At Mårbacka the poor soldiers were not greeted with stones. The Paymaster of the Regiment was away, but his wife gave them permission to camp in the backyard, just inside the gates. Huge kettles of porridge and gruel were prepared for the men, and all the clothing that could be spared was turned over to them. The servants continually gathered round their camp to listen to their tales of what they had passed through. Not all could talk, however. Some were too listless to answer when spoken to; they seemed hardly to know who they were or where they were going.

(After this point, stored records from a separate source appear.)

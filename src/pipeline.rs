//! The generate → aggregate → render pipeline.

use crate::analysis;
use crate::cli::OutputFormat;
use crate::config::Config;
use crate::generator::{GeneratorSettings, ReviewGenerator};
use crate::models::AnalysisSummary;
use crate::report::charts::format_coefficient;
use crate::report::{self, RunInfo};
use anyhow::{Context, Result};
use chrono::Utc;
use std::io::Write;
use std::path::{Path, PathBuf};
use tracing::{debug, info};

/// What a pipeline run produced.
#[derive(Debug, Clone)]
pub struct PipelineOutput {
    pub summary: AnalysisSummary,
    pub bar_chart: PathBuf,
    pub heatmap: PathBuf,
    pub seed: u64,
}

impl PipelineOutput {
    /// Run metadata for summary exports.
    pub fn run_info(&self) -> RunInfo {
        RunInfo {
            seed: self.seed,
            generated_at: Utc::now(),
            bar_chart: self.bar_chart.display().to_string(),
            heatmap: self.heatmap.display().to_string(),
        }
    }
}

/// Run every stage once.
///
/// Writes one `Plot saved to <path>` line to `out` after each image.
pub fn run<W: Write>(config: &Config, out: &mut W) -> Result<PipelineOutput> {
    let settings =
        GeneratorSettings::try_from(&config.generator).context("Invalid generator settings")?;
    let seed = settings.seed;
    let generator = ReviewGenerator::new(settings).context("Invalid generator settings")?;

    let reviews = generator.generate();
    info!("Generated {} synthetic reviews (seed {})", reviews.len(), seed);

    let averages = analysis::average_ratings_by_aspect(&reviews);
    let summary = analysis::analyze(&reviews);
    for stats in &summary.aspects {
        debug!(
            "{}: n={} mean={:.3} std={:.3}",
            stats.aspect, stats.count, stats.mean, stats.std
        );
    }
    if let Some(r) = summary.correlation.get("mean", "std") {
        debug!("mean/std correlation across aspects: {}", format_coefficient(r));
    }

    if !config.output.directory.as_os_str().is_empty() {
        std::fs::create_dir_all(&config.output.directory).with_context(|| {
            format!(
                "Failed to create output directory {}",
                config.output.directory.display()
            )
        })?;
    }

    let bar_chart = config.output.bar_chart_path();
    report::render_bar_chart(&averages, &bar_chart, &config.chart)
        .with_context(|| format!("Failed to render bar chart to {}", bar_chart.display()))?;
    writeln!(out, "Plot saved to {}", bar_chart.display())?;

    let heatmap = config.output.heatmap_path();
    report::render_heatmap(&summary.correlation, &heatmap, &config.chart)
        .with_context(|| format!("Failed to render heatmap to {}", heatmap.display()))?;
    writeln!(out, "Plot saved to {}", heatmap.display())?;

    Ok(PipelineOutput {
        summary,
        bar_chart,
        heatmap,
        seed,
    })
}

/// Write the analysis summary in the requested format.
pub fn write_summary(output: &PipelineOutput, path: &Path, format: OutputFormat) -> Result<()> {
    let run = output.run_info();
    let content = match format {
        OutputFormat::Json => report::generate_json_summary(&output.summary, &run)?,
        OutputFormat::Markdown => report::generate_markdown_summary(&output.summary, &run),
    };

    std::fs::write(path, content)
        .with_context(|| format!("Failed to write summary to {}", path.display()))?;
    info!("Summary saved to {}", path.display());
    Ok(())
}

#[cfg(test)]
mod tests {
    use super::*;

    fn config_in(dir: &Path) -> Config {
        let mut config = Config::default();
        config.output.directory = dir.to_path_buf();
        config
    }

    #[test]
    fn test_end_to_end_writes_two_images_and_two_lines() {
        let dir = tempfile::tempdir().unwrap();
        let config = config_in(dir.path());
        let mut out = Vec::new();

        let output = run(&config, &mut out).unwrap();

        let bar = dir.path().join("average_rating_by_aspect.png");
        let heat = dir.path().join("correlation_matrix.png");
        assert!(bar.is_file());
        assert!(heat.is_file());

        let stdout = String::from_utf8(out).unwrap();
        let lines: Vec<&str> = stdout.lines().collect();
        assert_eq!(
            lines,
            vec![
                format!("Plot saved to {}", bar.display()),
                format!("Plot saved to {}", heat.display()),
            ]
        );

        assert_eq!(output.summary.total_reviews, 200);
        assert_eq!(output.summary.correlation.size(), 2);
    }

    #[test]
    fn test_creates_missing_output_directory() {
        let dir = tempfile::tempdir().unwrap();
        let nested = dir.path().join("charts").join("run1");
        let mut config = config_in(&nested);
        config.generator.num_reviews = 20;

        run(&config, &mut std::io::sink()).unwrap();
        assert!(nested.join("correlation_matrix.png").is_file());
    }

    #[test]
    fn test_runs_are_reproducible() {
        let dir = tempfile::tempdir().unwrap();
        let config = config_in(dir.path());

        let first = run(&config, &mut std::io::sink()).unwrap();
        let second = run(&config, &mut std::io::sink()).unwrap();
        assert_eq!(first.summary.aspects, second.summary.aspects);
    }

    #[test]
    fn test_invalid_date_fails_before_writing() {
        let dir = tempfile::tempdir().unwrap();
        let mut config = config_in(dir.path());
        config.generator.date = "not-a-date".to_string();
        let mut out = Vec::new();

        let err = run(&config, &mut out).unwrap_err();
        assert!(err.to_string().contains("Invalid generator settings"));
        assert!(out.is_empty());
        assert!(!dir.path().join("average_rating_by_aspect.png").exists());
    }

    #[test]
    fn test_negative_noise_from_config_fails_before_writing() {
        let dir = tempfile::tempdir().unwrap();
        let mut config = config_in(dir.path());
        config.generator.noise_std = -3.0;
        let mut out = Vec::new();

        let err = run(&config, &mut out).unwrap_err();
        assert!(err.to_string().contains("Invalid generator settings"));
        assert!(out.is_empty());
        assert!(!dir.path().join("average_rating_by_aspect.png").exists());
        assert!(!dir.path().join("correlation_matrix.png").exists());
    }

    #[test]
    fn test_write_summary_formats() {
        let dir = tempfile::tempdir().unwrap();
        let mut config = config_in(dir.path());
        config.generator.num_reviews = 30;
        let output = run(&config, &mut std::io::sink()).unwrap();

        let md = dir.path().join("summary.md");
        write_summary(&output, &md, OutputFormat::Markdown).unwrap();
        assert!(std::fs::read_to_string(&md)
            .unwrap()
            .contains("## Ratings by Aspect"));

        let json = dir.path().join("summary.json");
        write_summary(&output, &json, OutputFormat::Json).unwrap();
        let value: serde_json::Value =
            serde_json::from_str(&std::fs::read_to_string(&json).unwrap()).unwrap();
        assert_eq!(value["summary"]["total_reviews"], 30);
    }
}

There was great consternation and wonder over these men who had become so changed. Reports of them spread far and wide, and people came long distances to see them.

“That one, they tell me, is the son of Göran Persa,” said a stranger who had stood a long while regarding the poor wretches. “But I knew Göran Persa’s son; he was a fine lad; there’s not a feature the same.”

One day a poor widow came wandering to Mårbacka. She was from a little backwoods croft away up north, where, in a perpetual struggle with hunger and want, she managed to sustain life in her body.

“Is there any one among ye by the name of Börje Knutsson?” she inquired, gazing anxiously at the sick yeomen.

No one answered. The men sat on the ground with their legs drawn up, their chins resting on their knees. They would sit like that for hours without moving.

“If there’s any one here named Börje Knutsson he must make himself known,” said the widow, “for he’s my son.”

None moved or said a word, none so much as raised his eyes.

“I have wept for the lad every day since he went away,” continued the poor woman. “If he’s there among ye why doesn’t he stand up and say so, for I shouldn’t know him again.”